■ WORK TO BE COMPLETED
Each entry must be restated exactly as it appears.

─── THE INPUT

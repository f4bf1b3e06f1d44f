// Room orchestration for spawning and managing match worlds.

use crate::domain::tuning::GameTuning;
use crate::use_cases::game::world_task;
use crate::use_cases::{GameEvent, ServerState, WorldUpdate};
use axum::extract::ws::Utf8Bytes;
use std::collections::HashMap;
use std::sync::Arc;
use std::time::Duration;
use tokio::sync::{Notify, RwLock, broadcast, mpsc, watch};
use tracing::info;

/// Shared configuration for spawning room worlds.
#[derive(Debug, Clone)]
pub struct RoomSettings {
    /// Capacity for inbound player commands.
    pub input_channel_capacity: usize,
    /// Capacity for broadcast world updates.
    pub world_broadcast_capacity: usize,
    /// Fixed tick interval for the game loop.
    pub tick_interval: Duration,
    /// Gameplay tuning every room engine is built with.
    pub tuning: GameTuning,
}

/// Errors returned by room registry operations.
#[derive(Debug, PartialEq)]
pub enum RoomError {
    /// Room already exists and cannot be re-created.
    AlreadyExists,
    /// No room with the requested id.
    NotFound,
    /// Pinned rooms live for the whole process.
    Pinned,
}

/// Per-room channels.
#[derive(Clone)]
pub struct RoomHandle {
    /// Identifier clients use to target this room.
    pub room_id: Arc<str>,
    /// Sender for commands into the room world task.
    pub input_tx: mpsc::Sender<GameEvent>,
    /// Broadcast sender for raw world updates.
    pub world_tx: broadcast::Sender<WorldUpdate>,
    /// Broadcast sender for serialized world updates.
    pub world_bytes_tx: broadcast::Sender<Utf8Bytes>,
    /// Watch sender holding the latest serialized world update.
    pub world_latest_tx: watch::Sender<Utf8Bytes>,
    /// Watch sender for match lifecycle changes.
    pub server_state_tx: watch::Sender<ServerState>,
    /// Stops the world task when the room is removed.
    shutdown: Arc<Notify>,
    pinned: bool,
}

/// Thread-safe registry for active rooms.
#[derive(Debug)]
pub struct RoomRegistry {
    /// Global settings applied to newly created rooms.
    settings: RoomSettings,
    /// Map of room id to active handle.
    rooms: RwLock<HashMap<String, RoomHandle>>,
}

impl RoomRegistry {
    /// Creates a new registry with the provided settings.
    pub fn new(settings: RoomSettings) -> Self {
        Self {
            settings,
            rooms: RwLock::new(HashMap::new()),
        }
    }

    /// Creates a new room and spawns its world task.
    pub async fn create_room(
        &self,
        room_id: String,
        pinned: bool,
    ) -> Result<RoomHandle, RoomError> {
        let mut rooms = self.rooms.write().await;
        if rooms.contains_key(&room_id) {
            return Err(RoomError::AlreadyExists);
        }

        // Channel wiring for the room world loop.
        let (input_tx, input_rx) = mpsc::channel::<GameEvent>(self.settings.input_channel_capacity);
        let (world_tx, _world_rx) =
            broadcast::channel::<WorldUpdate>(self.settings.world_broadcast_capacity);
        let (world_bytes_tx, _world_bytes_rx) =
            broadcast::channel::<Utf8Bytes>(self.settings.world_broadcast_capacity);
        let (world_latest_tx, _world_latest_rx) = watch::channel::<Utf8Bytes>(Utf8Bytes::from(""));
        let (server_state_tx, _server_state_rx) =
            watch::channel::<ServerState>(ServerState::Lobby);
        let shutdown = Arc::new(Notify::new());

        // Spawn the authoritative world loop for this room.
        tokio::spawn(world_task(
            input_rx,
            world_tx.clone(),
            server_state_tx.clone(),
            self.settings.tick_interval,
            shutdown.clone(),
            self.settings.tuning,
        ));

        let room = RoomHandle {
            room_id: Arc::from(room_id.as_str()),
            input_tx,
            world_tx,
            world_bytes_tx,
            world_latest_tx,
            server_state_tx,
            shutdown,
            pinned,
        };

        info!(%room_id, pinned, "room created");
        rooms.insert(room_id, room.clone());
        Ok(room)
    }

    /// Returns a room handle for the provided id, if it exists.
    pub async fn get_room(&self, room_id: &str) -> Option<RoomHandle> {
        let rooms = self.rooms.read().await;
        rooms.get(room_id).cloned()
    }

    /// Removes an unpinned room and stops its world task.
    pub async fn remove_room(&self, room_id: &str) -> Result<(), RoomError> {
        let mut rooms = self.rooms.write().await;
        match rooms.get(room_id) {
            None => return Err(RoomError::NotFound),
            Some(room) if room.pinned => return Err(RoomError::Pinned),
            Some(_) => {}
        }

        if let Some(room) = rooms.remove(room_id) {
            // notify_one stores a permit, so a task between ticks still sees it.
            room.shutdown.notify_one();
        }
        info!(%room_id, "room removed");
        Ok(())
    }
}

impl std::fmt::Debug for RoomHandle {
    fn fmt(&self, f: &mut std::fmt::Formatter<'_>) -> std::fmt::Result {
        f.debug_struct("RoomHandle")
            .field("room_id", &self.room_id)
            .field("pinned", &self.pinned)
            .finish_non_exhaustive()
    }
}

#[cfg(test)]
mod tests {
    use super::*;

    fn registry() -> RoomRegistry {
        RoomRegistry::new(RoomSettings {
            input_channel_capacity: 16,
            world_broadcast_capacity: 16,
            tick_interval: Duration::from_millis(10),
            tuning: GameTuning::default(),
        })
    }

    #[tokio::test]
    async fn when_room_id_is_taken_then_create_fails() {
        let registry = registry();
        registry
            .create_room("alpha".to_string(), false)
            .await
            .expect("first create succeeds");
        let again = registry.create_room("alpha".to_string(), false).await;
        assert!(matches!(again, Err(RoomError::AlreadyExists)));
        assert!(registry.get_room("alpha").await.is_some());
    }

    #[tokio::test]
    async fn when_room_is_removed_then_lookup_fails_and_world_task_stops() {
        let registry = registry();
        let room = registry
            .create_room("beta".to_string(), false)
            .await
            .expect("create succeeds");

        assert_eq!(registry.remove_room("beta").await, Ok(()));
        assert!(registry.get_room("beta").await.is_none());
        assert_eq!(registry.remove_room("beta").await, Err(RoomError::NotFound));

        // The world task drops its receiver once it exits.
        tokio::time::timeout(Duration::from_secs(2), room.input_tx.closed())
            .await
            .expect("world task should stop");
    }

    #[tokio::test]
    async fn when_room_is_pinned_then_it_cannot_be_removed() {
        let registry = registry();
        registry
            .create_room("main".to_string(), true)
            .await
            .expect("create succeeds");
        assert_eq!(registry.remove_room("main").await, Err(RoomError::Pinned));
    }
}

──────

■ YOUR RESPONSE
repository f4bf1b3e06f1d44f
// Room orchestration for spawning and managing match worlds.

use crate::domain::tuning::GameTuning;
use crate::use_cases::game::world_task;
use crate::use_cases::{GameEvent, ServerState, WorldUpdate};
use axum::extract::ws::Utf8Bytes;
use std::collections::HashMap;
use std::sync::Arc;
use std::time::Duration;
use tokio::sync::{Notify, RwLock, broadcast, mpsc, watch};
use tracing::info;

/// Shared configuration for spawning room worlds.
#[derive(Debug, Clone)]
pub struct RoomSettings {
    /// Capacity for inbound player commands.
    pub input_channel_capacity: usize,
    /// Capacity for broadcast world updates.
    pub world_broadcast_capacity: usize,
    /// Fixed tick interval for the game loop.
    pub tick_interval: Duration,
    /// Gameplay tuning every room engine is built with.
    pub tuning: GameTuning,
}

/// Errors returned by room registry operations.
#[derive(Debug, PartialEq)]
pub enum RoomError {
    /// Room already exists and cannot be re-created.
    AlreadyExists,
    /// No room with the requested id.
    NotFound,
    /// Pinned rooms live for the whole process.
    Pinned,
}

/// Per-room channels.
#[derive(Clone)]
pub struct RoomHandle {
    /// Identifier clients use to target this room.
    pub room_id: Arc<str>,
    /// Sender for commands into the room world task.
    pub input_tx: mpsc::Sender<GameEvent>,
    /// Broadcast sender for raw world updates.
    pub world_tx: broadcast::Sender<WorldUpdate>,
    /// Broadcast sender for serialized world updates.
    pub world_bytes_tx: broadcast::Sender<Utf8Bytes>,
    /// Watch sender holding the latest serialized world update.
    pub world_latest_tx: watch::Sender<Utf8Bytes>,
    /// Watch sender for match lifecycle changes.
    pub server_state_tx: watch::Sender<ServerState>,
    /// Stops the world task when the room is removed.
    shutdown: Arc<Notify>,
    pinned: bool,
}

/// Thread-safe registry for active rooms.
#[derive(Debug)]
pub struct RoomRegistry {
    /// Global settings applied to newly created rooms.
    settings: RoomSettings,
    /// Map of room id to active handle.
    rooms: RwLock<HashMap<String, RoomHandle>>,
}

impl RoomRegistry {
    /// Creates a new registry with the provided settings.
    pub fn new(settings: RoomSettings) -> Self {
        Self {
            settings,
            rooms: RwLock::new(HashMap::new()),
        }
    }

    /// Creates a new room and spawns its world task.
    pub async fn create_room(
        &self,
        room_id: String,
        pinned: bool,
    ) -> Result<RoomHandle, RoomError> {
        let mut rooms = self.rooms.write().await;
        if rooms.contains_key(&room_id) {
            return Err(RoomError::AlreadyExists);
        }

        // Channel wiring for the room world loop.
        let (input_tx, input_rx) = mpsc::channel::<GameEvent>(self.settings.input_channel_capacity);
        let (world_tx, _world_rx) =
            broadcast::channel::<WorldUpdate>(self.settings.world_broadcast_capacity);
        let (world_bytes_tx, _world_bytes_rx) =
            broadcast::channel::<Utf8Bytes>(self.settings.world_broadcast_capacity);
        let (world_latest_tx, _world_latest_rx) = watch::channel::<Utf8Bytes>(Utf8Bytes::from(""));
        let (server_state_tx, _server_state_rx) =
            watch::channel::<ServerState>(ServerState::Lobby);
        let shutdown = Arc::new(Notify::new());

        // Spawn the authoritative world loop for this room.
        tokio::spawn(world_task(
            input_rx,
            world_tx.clone(),
            server_state_tx.clone(),
            self.settings.tick_interval,
            shutdown.clone(),
            self.settings.tuning,
        ));

        let room = RoomHandle {
            room_id: Arc::from(room_id.as_str()),
            input_tx,
            world_tx,
            world_bytes_tx,
            world_latest_tx,
            server_state_tx,
            shutdown,
            pinned,
        };

        info!(%room_id, pinned, "room created");
        rooms.insert(room_id, room.clone());
        Ok(room)
    }

    /// Returns a room handle for the provided id, if it exists.
    pub async fn get_room(&self, room_id: &str) -> Option<RoomHandle> {
        let rooms = self.rooms.read().await;
        rooms.get(room_id).cloned()
    }

    /// Removes an unpinned room and stops its world task.
    pub async fn remove_room(&self, room_id: &str) -> Result<(), RoomError> {
        let mut rooms = self.rooms.write().await;
        match rooms.get(room_id) {
            None => return Err(RoomError::NotFound),
            Some(room) if room.pinned => return Err(RoomError::Pinned),
            Some(_) => {}
        }

        if let Some(room) = rooms.remove(room_id) {
            // notify_one stores a permit, so a task between ticks still sees it.
            room.shutdown.notify_one();
        }
        info!(%room_id, "room removed");
        Ok(())
    }
}

impl std::fmt::Debug for RoomHandle {
    fn fmt(&self, f: &mut std::fmt::Formatter<'_>) -> std::fmt::Result {
        f.debug_struct("RoomHandle")
            .field("room_id", &self.room_id)
            .field("pinned", &self.pinned)
            .finish_non_exhaustive()
    }
}

#[cfg(test)]
mod tests {
    use super::*;

    fn registry() -> RoomRegistry {
        RoomRegistry::new(RoomSettings {
            input_channel_capacity: 16,
            world_broadcast_capacity: 16,
            tick_interval: Duration::from_millis(10),
            tuning: GameTuning::default(),
        })
    }

    #[tokio::test]
    async fn when_room_id_is_taken_then_create_fails() {
        let registry = registry();
        registry
            .create_room("alpha".to_string(), false)
            .await
            .expect("first create succeeds");
        let again = registry.create_room("alpha".to_string(), false).await;
        assert!(matches!(again, Err(RoomError::AlreadyExists)));
        assert!(registry.get_room("alpha").await.is_some());
    }

    #[tokio::test]
    async fn when_room_is_removed_then_lookup_fails_and_world_task_stops() {
        let registry = registry();
        let room = registry
            .create_room("beta".to_string(), false)
            .await
            .expect("create succeeds");

        assert_eq!(registry.remove_room("beta").await, Ok(()));
        assert!(registry.get_room("beta").await.is_none());
        assert_eq!(registry.remove_room("beta").await, Err(RoomError::NotFound));

        // The world task drops its receiver once it exits.
        tokio::time::timeout(Duration::from_secs(2), room.input_tx.closed())
            .await
            .expect("world task should stop");
    }

    #[tokio::test]
    async fn when_room_is_pinned_then_it_cannot_be_removed() {
        let registry = registry();
        registry
            .create_room("main".to_string(), true)
            .await
            .expect("create succeeds");
        assert_eq!(registry.remove_room("main").await, Err(RoomError::Pinned));
    }
}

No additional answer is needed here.